Fig. 5: ZNRF3 R-Spondin binding domain deletions retain the ability to correctly traffic to the membrane and regulate Wnt-induced β-catenin signaling.

Comparing R-Spondin/PA domain deletions with defective missense mutations. A A β-catenin reporter assay reveals that LOF missense R-spondin domain variants are defective in reducing Wnt-induced β-catenin signaling. However, ZNRF3 with deletions in the same R-spondin binding domain still behave similar to WT. Wnt3A conditioned medium was added to Empty Vector (EV) and all ZNRF3 variant transfected cells. L-control conditioned medium was added to EV transfected cells as a negative control for β-catenin signaling. All relative β-catenin reporter activities are depicted as WRE/CMV-Renilla ratios, in which the value obtained for ZNRF3-WT was arbitrarily set to 1. Statistical significance was assessed using a t-test (*P < 0.1, **P < 0.01). B ZNRF3 variants were co-transfected with an EGFP plasmid serving as transfection control. Immunoblot shows that Δ57-207 and Δ103-205 exhibit comparable expression to WT, and Δ101-142 shows slightly reduced stability. The missense variants show strong protein instability.
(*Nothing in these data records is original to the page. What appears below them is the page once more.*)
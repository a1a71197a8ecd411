//! Layered client cache.
//!
//! Every view of the website is served from a two-tier cache: a process
//! lifetime memory tier and a durable tier that survives restarts. Readers get
//! the best value available synchronously; background refreshes reconcile it
//! with the server and only write when the payload actually changed.
//!
//! - `SwrCache`: the stale-while-revalidate primitive all stores share
//! - `DurableStore`: `FileStore` on disk, `MemoryStore` in process
//! - `CacheEntry`, `CachePolicy`: stored values and their TTL / size bound
//! - `CacheView`, `LoadState`: what a reader sees

pub mod clock;
pub mod entry;
pub(crate) mod lock;
pub mod state;
pub mod storage;
pub mod swr;

pub use clock::{Clock, ManualClock, SystemClock};
pub use entry::{CacheEntry, CachePolicy};
pub use state::{CacheView, LoadState};
pub use storage::{DurableStore, FileStore, MemoryStore, StorageError};
pub use swr::{DurableLayout, RefreshOutcome, SwrCache};
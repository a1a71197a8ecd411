//! Admin credentials.
//!
//! The public cache needs no authentication. Admin writes (settings, logo,
//! gallery and news management) need a bearer token, kept in the OS keychain
//! by `TokenStore` or supplied through `SCHOOLCACHE_TOKEN`.

pub mod token;

pub use token::TokenStore;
All relative protein stabilities are depicted as ZNRF3 variants/GFP ratios, in which the value obtained from ZNRF3-WT was set to 1. C HeLa cells were transfected with ZNRF3 variants. Expression and distribution of ZNRF3 variants were assessed by immunofluorescence. The signal of MYC (red) indicates the ZNRF3 expression on the cell membrane, and the signal of HA (green) indicates the ZNRF3 expression on cell membrane or in cytoplasm. ZNRF3 WT and all R-Spondin deletions are capable of efficiently reaching the cell membrane.